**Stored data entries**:
<<<<
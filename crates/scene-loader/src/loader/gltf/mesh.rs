use std::{collections::BTreeMap, fmt::Write, sync::Arc};

use futures::{
    future::{try_join3, try_join_all},
    FutureExt,
};
use glam::Vec3;

use crate::{
    accessor::Accessor,
    index::{AssetIndex, AssetKind},
    mesh::MeshAsset,
    node::NodeAttachment,
    primitive::{semantic, Aabb, Geometry, PrimitiveAsset, PrimitiveAssetMode},
};

use super::{
    document::PrimitiveDef,
    plugin::{PluginFuture, PluginHook},
    GltfLoaderError, GltfParser, Pending,
};

fn attributes_key(key: &mut String, attributes: &BTreeMap<String, usize>) {
    for (semantic, accessor) in attributes {
        let _ = write!(key, ":{}:{}", semantic, accessor);
    }
}

/// Primitives with the same key decode to the same geometry.
fn geometry_key(def: &PrimitiveDef) -> String {
    let mut key = match def.indices {
        Some(indices) => indices.to_string(),
        None => String::new(),
    };
    attributes_key(&mut key, &def.attributes);
    let _ = write!(key, ":{}", def.mode);
    for target in &def.targets {
        attributes_key(&mut key, target);
    }
    if !def.extensions.is_empty() {
        if let Ok(extensions) = serde_json::to_string(&def.extensions) {
            let _ = write!(key, ":{}", extensions);
        }
    }
    key
}

fn accessor_vec3(accessor: &Accessor, values: &[f64]) -> Option<Vec3> {
    if values.len() < 3 {
        return None;
    }
    let read = |value: f64| {
        if accessor.normalized {
            accessor.component_type.normalize(value) as f32
        } else {
            value as f32
        }
    };
    Some(Vec3::new(read(values[0]), read(values[1]), read(values[2])))
}

/// Bounds of a position accessor, from its declared extremes or from its
/// data when they are missing.
fn accessor_bounds(accessor: &Accessor) -> Option<Aabb> {
    match (&accessor.min, &accessor.max) {
        (Some(min), Some(max)) => Some(Aabb {
            min: accessor_vec3(accessor, min)?,
            max: accessor_vec3(accessor, max)?,
        }),
        _ => (0..accessor.count)
            .map(|item| accessor.read_vec3(item))
            .fold(None, |bounds: Option<Aabb>, point| {
                let point = Aabb {
                    min: point,
                    max: point,
                };
                Some(bounds.map_or(point, |bounds| bounds.union(&point)))
            }),
    }
}

/// Bounds of the base positions grown by the largest displacement of any
/// morph target.
pub fn compute_bounds(
    attributes: &BTreeMap<String, Arc<Accessor>>,
    morph_targets: &[BTreeMap<String, Arc<Accessor>>],
) -> Option<Aabb> {
    let bounds = accessor_bounds(attributes.get(semantic::POSITION)?)?;
    let displacement = morph_targets
        .iter()
        .filter_map(|target| accessor_bounds(target.get(semantic::POSITION)?))
        .fold(Vec3::ZERO, |displacement, target| {
            displacement.max(target.min.abs().max(target.max.abs()))
        });
    Some(Aabb {
        min: bounds.min - displacement,
        max: bounds.max + displacement,
    })
}

fn target_names(extras: &Option<serde_json::Value>) -> Vec<String> {
    extras
        .as_ref()
        .and_then(|extras| extras.get("targetNames"))
        .and_then(|names| names.as_array())
        .map(|names| {
            names
                .iter()
                .map(|name| name.as_str().unwrap_or_default().to_string())
                .collect()
        })
        .unwrap_or_default()
}

impl GltfParser {
    /// Resolves a map of semantic to accessor index.
    pub fn load_attributes(
        self: &Arc<Self>,
        attributes: &BTreeMap<String, usize>,
    ) -> PluginFuture<BTreeMap<String, Arc<Accessor>>> {
        let (semantics, pending): (Vec<String>, Vec<_>) = attributes
            .iter()
            .map(|(semantic, accessor)| (semantic.clone(), self.load_accessor(*accessor)))
            .unzip();
        async move {
            let accessors = try_join_all(pending).await?;
            Ok(semantics.into_iter().zip(accessors).collect())
        }
        .boxed()
    }

    /// Assembles decoded vertex data into a geometry. Fails when there is
    /// no position attribute.
    pub fn build_geometry(
        &self,
        mesh: usize,
        def: &PrimitiveDef,
        attributes: BTreeMap<String, Arc<Accessor>>,
        indices: Option<Arc<Accessor>>,
        morph_targets: Vec<BTreeMap<String, Arc<Accessor>>>,
    ) -> Result<Geometry, GltfLoaderError> {
        if !attributes.contains_key(semantic::POSITION) {
            return Err(GltfLoaderError::MissingPosition(mesh));
        }
        Ok(Geometry {
            bounds: compute_bounds(&attributes, &morph_targets),
            attributes,
            indices,
            morph_targets,
            user_data: self.user_data(&def.extras, &def.extensions),
        })
    }

    /// Vertex data of a primitive. Plugins decoding compressed primitives
    /// are asked first.
    pub fn load_geometry(self: &Arc<Self>, mesh: usize, primitive: usize) -> Pending<Arc<Geometry>> {
        let key = match self.document.primitive(mesh, primitive) {
            Ok(def) => geometry_key(def),
            Err(error) => return async move { Err(error) }.boxed().shared(),
        };
        let parser = self.clone();
        self.caches.geometries.get_or_create(key, move || {
            parser
                .plugins
                .invoke_one(PluginHook::DecodePrimitive, |plugin| {
                    plugin.decode_primitive(&parser, mesh, primitive)
                })
                .unwrap_or_else(|| parser.default_decode_primitive(mesh, primitive))
        })
    }

    fn default_decode_primitive(
        self: &Arc<Self>,
        mesh: usize,
        primitive: usize,
    ) -> PluginFuture<Arc<Geometry>> {
        let parser = self.clone();
        async move {
            let def = parser.document.primitive(mesh, primitive)?;
            let indices = def.indices.map(|indices| parser.load_accessor(indices));
            let indices = async move {
                match indices {
                    Some(indices) => indices.await.map(Some),
                    None => Ok(None),
                }
            };
            let targets = try_join_all(
                def.targets
                    .iter()
                    .map(|target| parser.load_attributes(target)),
            );
            let (attributes, indices, morph_targets) =
                try_join3(parser.load_attributes(&def.attributes), indices, targets).await?;
            let geometry = parser.build_geometry(mesh, def, attributes, indices, morph_targets)?;
            Ok(Arc::new(geometry))
        }
        .boxed()
    }

    pub fn load_mesh(self: &Arc<Self>, index: usize) -> Pending<Arc<MeshAsset>> {
        let parser = self.clone();
        self.caches.meshes.get_or_create(index, move || {
            async move {
                let def = parser.document.mesh(index)?;
                let name = match &def.name {
                    Some(name) => parser.unique_name(name),
                    None => parser.unique_name(&format!("mesh_{}", index)),
                };
                let multiple = def.primitives.len() > 1;
                let primitives = try_join_all(def.primitives.iter().enumerate().map(
                    |(primitive, primitive_def)| {
                        let name = multiple.then(|| {
                            parser.unique_name(&format!(
                                "{}_{}",
                                def.name.as_deref().unwrap_or(&name),
                                primitive
                            ))
                        });
                        parser.load_primitive(index, primitive, primitive_def, name)
                    },
                ))
                .await?;

                let target_count = def
                    .primitives
                    .first()
                    .map(|primitive| primitive.targets.len())
                    .unwrap_or(0);
                Ok(Arc::new(MeshAsset {
                    id: AssetIndex::new(AssetKind::Mesh, index),
                    name,
                    primitives,
                    weights: def
                        .weights
                        .clone()
                        .unwrap_or_else(|| vec![0.0; target_count]),
                    target_names: target_names(&def.extras),
                    instancing: None,
                    user_data: parser.user_data(&def.extras, &def.extensions),
                }))
            }
            .boxed()
        })
    }

    fn load_primitive(
        self: &Arc<Self>,
        mesh: usize,
        primitive: usize,
        def: &PrimitiveDef,
        name: Option<String>,
    ) -> PluginFuture<PrimitiveAsset> {
        let Some(mode) = PrimitiveAssetMode::from_gl(def.mode) else {
            let error = GltfLoaderError::UnsupportedPrimitiveMode(def.mode);
            return async move { Err(error) }.boxed();
        };
        let geometry = self.load_geometry(mesh, primitive);
        let material = def.material.map(|material| self.load_material(material));
        let skinned = self.is_skinned_mesh(mesh)
            && matches!(
                mode,
                PrimitiveAssetMode::TriangleList
                    | PrimitiveAssetMode::TriangleStrip
                    | PrimitiveAssetMode::TriangleFan
            );
        let parser = self.clone();
        async move {
            let geometry = geometry.await?;
            let material = match material {
                Some(material) => material.await?,
                None => parser.default_material(),
            };
            Ok(PrimitiveAsset {
                name,
                geometry,
                material,
                mode,
                skinned,
            })
        }
        .boxed()
    }

    /// The mesh attachment of a node. Plugins may replace it, for example
    /// to add instancing data.
    pub fn create_node_mesh(self: &Arc<Self>, node: usize) -> PluginFuture<Option<NodeAttachment>> {
        self.plugins
            .invoke_one(PluginHook::CreateNodeMesh, |plugin| {
                plugin.create_node_mesh(self, node)
            })
            .unwrap_or_else(|| self.default_create_node_mesh(node))
    }

    /// The shared mesh of a node, instanced when several nodes use it.
    pub fn default_create_node_mesh(
        self: &Arc<Self>,
        node: usize,
    ) -> PluginFuture<Option<NodeAttachment>> {
        let mesh = match self.document.node(node) {
            Ok(def) => def.mesh,
            Err(error) => return async move { Err(error) }.boxed(),
        };
        let Some(mesh) = mesh else {
            return async { Ok(None) }.boxed();
        };
        let pending = self.load_mesh(mesh);
        let parser = self.clone();
        async move {
            let value = pending.await?;
            let value = parser.instancer.get_ref(AssetKind::Mesh, mesh, value);
            Ok(Some(NodeAttachment::Mesh(value)))
        }
        .boxed()
    }
}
>>>>
**Assignment**: Lines from the top of the data above through the line containing "fn attributes_key(key: &mut" must be repeated exactly. All other lines stay out.

**Response box**:
filename crates/scene-loader/src/loader/gltf/mesh.rs
use std::{collections::BTreeMap, fmt::Write, sync::Arc};

use futures::{
    future::{try_join3, try_join_all},
    FutureExt,
};
use glam::Vec3;

use crate::{
    accessor::Accessor,
    index::{AssetIndex, AssetKind},
    mesh::MeshAsset,
    node::NodeAttachment,
    primitive::{semantic, Aabb, Geometry, PrimitiveAsset, PrimitiveAssetMode},
};

use super::{
    document::PrimitiveDef,
    plugin::{PluginFuture, PluginHook},
    GltfLoaderError, GltfParser, Pending,
};

fn attributes_key(key: &mut String, attributes: &BTreeMap<String, usize>) {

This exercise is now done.